Les modalités du dispositif de départ anticipé pour carrière longue

En résumé, le départ anticipé pour carrière longue permet aux salariés qui ont commencé leur carrière avant 20 ans (et sous réserve d’avoir cotisé suffisamment de trimestres) de pouvoir partir dès 60 ans, c’est-à-dire deux ans avant l’âge légal actuel fixé à 62 ans. Pour les personnes ayant commencé leur carrière avant 16 ans, le départ sera possible à partir de 58 ans.

Dans les détails, c’est un peu plus compliqué, le dispositif à la fois dépend du nombre de trimestres travaillés en début d’activité, et du nombre de trimestres cotisés tout au long de la vie. Pour partir avant 60 ans, une personne devra justifier de cinq trimestres avant la fin de l’année de son 16e anniversaire. Pour partir avant 62 ans, le principe est le même : il faut réunir cinq trimestres avant la fin de l’année de son 20e anniversaire. Dans les deux cas, quatre trimestres suffisent si la personne est née au cours du dernier trimestre de l’année, ou si la carrière a été commencée au régime des non-salariés agricoles.

Les conditions de départ varient par ailleurs en fonction de l’année de naissance. En effet, les durées de cotisation requises varient en fonction des générations, comme le prévoit la loi Touraine. Pour partir avant 60 ans, il faudra avoir cotisé au moins 168 trimestres (42 ans) pour les personnes nées en 1961-1962. Ou 172 trimestres (43 ans), pour les personnes nées à partir de 1973. Pour accéder à la retraite à partir de 58 ans, c’est-à-dire deux plus tôt, la durée de cotisation doit supérieure de deux ans. Autrement dit, pour les générations 1961-1963, la durée attendue est de 44 ans pour partir à 58 ans.

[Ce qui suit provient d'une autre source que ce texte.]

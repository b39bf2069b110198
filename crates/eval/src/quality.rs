//! Input validation and data-quality checks.
//!
//! [`validate`] rejects activity data that cannot be computed at all.
//! [`data_quality_flags`] records softer findings as QA flags; a run with
//! flags still completes.

use std::collections::BTreeSet;

use mrv_core::canonical::sorted_by_canonical;
use mrv_core::numeric::canonical_string;
use mrv_core::{ActivityData, MonitoringPlanRef, ProductMapping, QaFlag, Severity};
use rust_decimal::Decimal;
use serde_json::json;

use crate::error::RunError;

pub const MONTHS_MISMATCH: &str = "DQ.COMP.MONTHS.MATCH";
pub const FUEL_ZERO_QUANTITY: &str = "DQ.FUEL.ZERO_QTY";
pub const PRODUCT_ZERO_QUANTITY: &str = "DQ.PRODUCTION.ZERO_QTY";
pub const EXPORT_UNMAPPED: &str = "DQ.EXPORT.UNMAPPED";
pub const ENERGY_SPIKE: &str = "DQ.ANOM.ENERGY.SPIKE";
pub const PRODUCTION_SPIKE: &str = "DQ.ANOM.PRODUCTION.SPIKE";
pub const NO_MONITORING_PLAN: &str = "QA_NO_MONITORING_PLAN";

/// Minimum number of rows before spike detection applies.
const SPIKE_MIN_ROWS: usize = 6;
/// A maximum above this multiple of the median is a spike.
const SPIKE_RATIO: i64 = 5;

/// Reject negative quantities and rows that belong to another facility.
pub fn validate(activity: &ActivityData, facility_id: &str) -> Result<(), RunError> {
    let facility_rows = activity
        .fuel
        .iter()
        .enumerate()
        .map(|(i, r)| (format!("fuel[{}]", i), &r.facility_id, r.quantity))
        .chain(
            activity
                .electricity
                .iter()
                .enumerate()
                .map(|(i, r)| (format!("electricity[{}]", i), &r.facility_id, r.quantity)),
        )
        .chain(
            activity
                .process
                .iter()
                .enumerate()
                .map(|(i, r)| (format!("process[{}]", i), &r.facility_id, r.quantity)),
        )
        .chain(
            activity
                .production
                .iter()
                .enumerate()
                .map(|(i, r)| (format!("production[{}]", i), &r.facility_id, r.quantity)),
        );

    for (path, row_facility, quantity) in facility_rows {
        if row_facility != facility_id {
            return Err(RunError::ForeignFacility {
                field: format!("{}.facility_id", path),
                expected: facility_id.to_string(),
                actual: row_facility.clone(),
            });
        }
        non_negative(&path, quantity)?;
    }

    for (i, row) in activity.materials.iter().enumerate() {
        let path = format!("materials[{}]", i);
        non_negative(&path, row.quantity)?;
        if let Some(v) = row.embedded_tco2e {
            non_negative_field(&format!("{}.embedded_tco2e", path), v)?;
        }
        if let Some(v) = row.embedded_intensity {
            non_negative_field(&format!("{}.embedded_intensity", path), v)?;
        }
    }
    for (i, row) in activity.exports.iter().enumerate() {
        non_negative(&format!("exports[{}]", i), row.quantity)?;
    }
    Ok(())
}

fn non_negative(path: &str, quantity: Decimal) -> Result<(), RunError> {
    non_negative_field(&format!("{}.quantity", path), quantity)
}

fn non_negative_field(field: &str, value: Decimal) -> Result<(), RunError> {
    if value.is_sign_negative() && !value.is_zero() {
        return Err(RunError::NegativeQuantity {
            field: field.to_string(),
            value: canonical_string(value),
        });
    }
    Ok(())
}

/// Data-quality findings over already-validated activity data.
///
/// A row is named by its position in the canonically ordered dataset, so
/// the flags do not depend on the order rows were supplied in.
pub fn data_quality_flags(
    activity: &ActivityData,
    mappings: &[ProductMapping],
) -> Result<Vec<QaFlag>, RunError> {
    let mut flags = Vec::new();
    month_completeness(activity, &mut flags);

    for (i, row) in sorted_by_canonical(&activity.fuel)?.into_iter().enumerate() {
        if row.quantity.is_zero() {
            flags.push(
                QaFlag::new(
                    FUEL_ZERO_QUANTITY,
                    Severity::Info,
                    format!("fuel row {} ({}) has zero quantity and was skipped", i, row.fuel_type),
                )
                .with_context("row", json!(i))
                .with_context("fuel_type", json!(row.fuel_type)),
            );
        }
    }

    let zero_products: BTreeSet<&str> = activity
        .production
        .iter()
        .map(|r| r.product_code.as_str())
        .filter(|code| {
            activity
                .production
                .iter()
                .filter(|r| r.product_code == *code)
                .all(|r| r.quantity.is_zero())
        })
        .collect();
    for code in zero_products {
        flags.push(
            QaFlag::new(
                PRODUCT_ZERO_QUANTITY,
                Severity::Warn,
                format!("product {} has zero production; its intensity is undefined", code),
            )
            .with_context("product_code", json!(code)),
        );
    }

    let mapped: BTreeSet<&str> = mappings.iter().map(|m| m.product_code.as_str()).collect();
    let unmapped: BTreeSet<&str> = activity
        .exports
        .iter()
        .filter(|r| r.cn_code.is_none() && !mapped.contains(r.product_code.as_str()))
        .map(|r| r.product_code.as_str())
        .collect();
    for code in unmapped {
        flags.push(
            QaFlag::new(
                EXPORT_UNMAPPED,
                Severity::Warn,
                format!("exported product {} has no CN code mapping", code),
            )
            .with_context("product_code", json!(code)),
        );
    }

    let energy: Vec<Decimal> = activity
        .fuel
        .iter()
        .map(|r| r.quantity)
        .chain(activity.electricity.iter().map(|r| r.quantity))
        .collect();
    if let Some(flag) = spike(ENERGY_SPIKE, "energy", energy) {
        flags.push(flag);
    }
    let production: Vec<Decimal> = activity.production.iter().map(|r| r.quantity).collect();
    if let Some(flag) = spike(PRODUCTION_SPIKE, "production", production) {
        flags.push(flag);
    }

    Ok(flags)
}

/// A run without a monitoring plan cannot be verified.
pub fn monitoring_plan_flag(plan: Option<&MonitoringPlanRef>) -> Option<QaFlag> {
    match plan {
        Some(_) => None,
        None => Some(
            QaFlag::new(
                NO_MONITORING_PLAN,
                Severity::Fail,
                "no monitoring plan referenced; the ETS verification record is incomplete",
            )
            .with_context("reg_reference", json!("2018/2066")),
        ),
    }
}

fn month_completeness(activity: &ActivityData, flags: &mut Vec<QaFlag>) {
    let energy_months: BTreeSet<&str> = activity
        .fuel
        .iter()
        .filter_map(|r| r.month.as_deref())
        .chain(activity.electricity.iter().filter_map(|r| r.month.as_deref()))
        .collect();
    let production_months: BTreeSet<&str> = activity
        .production
        .iter()
        .filter_map(|r| r.month.as_deref())
        .collect();
    if energy_months.is_empty() || production_months.is_empty() {
        return;
    }

    let missing_in_energy: Vec<&str> = production_months
        .difference(&energy_months)
        .copied()
        .collect();
    let missing_in_production: Vec<&str> = energy_months
        .difference(&production_months)
        .copied()
        .collect();
    if missing_in_energy.is_empty() && missing_in_production.is_empty() {
        return;
    }
    flags.push(
        QaFlag::new(
            MONTHS_MISMATCH,
            Severity::Warn,
            "energy and production data cover different months",
        )
        .with_context("missing_in_energy", json!(missing_in_energy))
        .with_context("missing_in_production", json!(missing_in_production)),
    );
}

fn spike(flag_id: &str, label: &str, mut values: Vec<Decimal>) -> Option<QaFlag> {
    if values.len() < SPIKE_MIN_ROWS {
        return None;
    }
    values.sort();
    let mid = values.len() / 2;
    let median = if values.len() % 2 == 0 {
        (values[mid - 1].checked_add(values[mid])?).checked_div(Decimal::TWO)?
    } else {
        values[mid]
    };
    let max = *values.last()?;
    if median <= Decimal::ZERO || max <= median.checked_mul(Decimal::from(SPIKE_RATIO))? {
        return None;
    }
    Some(
        QaFlag::new(
            flag_id,
            Severity::Warn,
            format!("{} quantity spike: maximum exceeds {}x the median", label, SPIKE_RATIO),
        )
        .with_context("median_quantity", json!(canonical_string(median)))
        .with_context("max_quantity", json!(canonical_string(max))),
    )
}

Des trimestres rachetés peuvent intégrer le calcul des trimestres cotisés, mais pas uniquement. D’autres périodes de la vie peuvent être retenues comme trimestres cotisés, c’est le cas des périodes d’assurance maternité, de service national, de chômage indemnisé ou encore de maladie.

Ce que prévoit la réforme présentée par le gouvernement en janvier

Le gouvernement conserve dans la réforme le dispositif des carrières longues. Il veut introduire un niveau intermédiaire, pour les personnes ayant commencé à travailler avant 18 ans. Au terme de la réforme en 2030, quand l’âge légal aura été décalé à 64 ans, l’âge restera à 58 ans pour les personnes ayant commencé à travailler avant 16 ans, et 60 ans pour les personnes ayant commencé entre 16 et 18 ans. Pour ceux ayant commencé avant 18 et 20 ans, le départ sera possible à partir de 62 ans.

Le gouvernement veut par ailleurs intégrer de nouvelles périodes pour le calcul de la durée cotisée au titre d’une carrière longue. Selon l’état actuel du projet de loi, l’idée est de prendre en compte des trimestres acquis au titre de l’assurance vieillesse du parent au foyer (AVPF) et de l’assurance vieillesse des aidants (AVA) pour le bénéfice de la retraite anticipée pour carrière longue. Cette disposition sera toutefois limitée à quatre trimestres.

Ce que le gouvernement est désormais prêt à modifier

Plusieurs voix se sont élevées contre l’injustice de la réforme en matière de durée de cotisation. Exclues du dispositif de carrière longue, les personnes qui commencent leur carrière à 20 ans se trouveraient alors contraintes de travailler pendant 44 annuités, jusqu’au nouvel âge légal de 64 ans, soit une année de plus que la durée de cotisation nécessaire. Les organisations syndicales sont montées au créneau, mais également l’U2P, organisation patronale qui représente les artisans et les professions libérales, tout comme des groupes parlementaires d’opposition.

Dans une interview au Journal du Dimanche, la Première ministre a annoncé que le gouvernement allait « bouger » sur cette question. Elle est désormais favorable à étendre le dispositif de carrière longue à ceux qui ont travaillé entre 20 et 21 ans. « Ils pourront ainsi partir à 63 ans, conformément aux règles prévues par le dispositif », s’est engagée Élisabeth Borne à l’hebdomadaire. D’après Matignon, cet élargissement coûtera « entre 600 millions et un milliard d’euros par an » et « concernera jusqu’à 30 000 personnes par an ». La Première ministre a précisé qu’il faudrait « trouver des voies de financement ».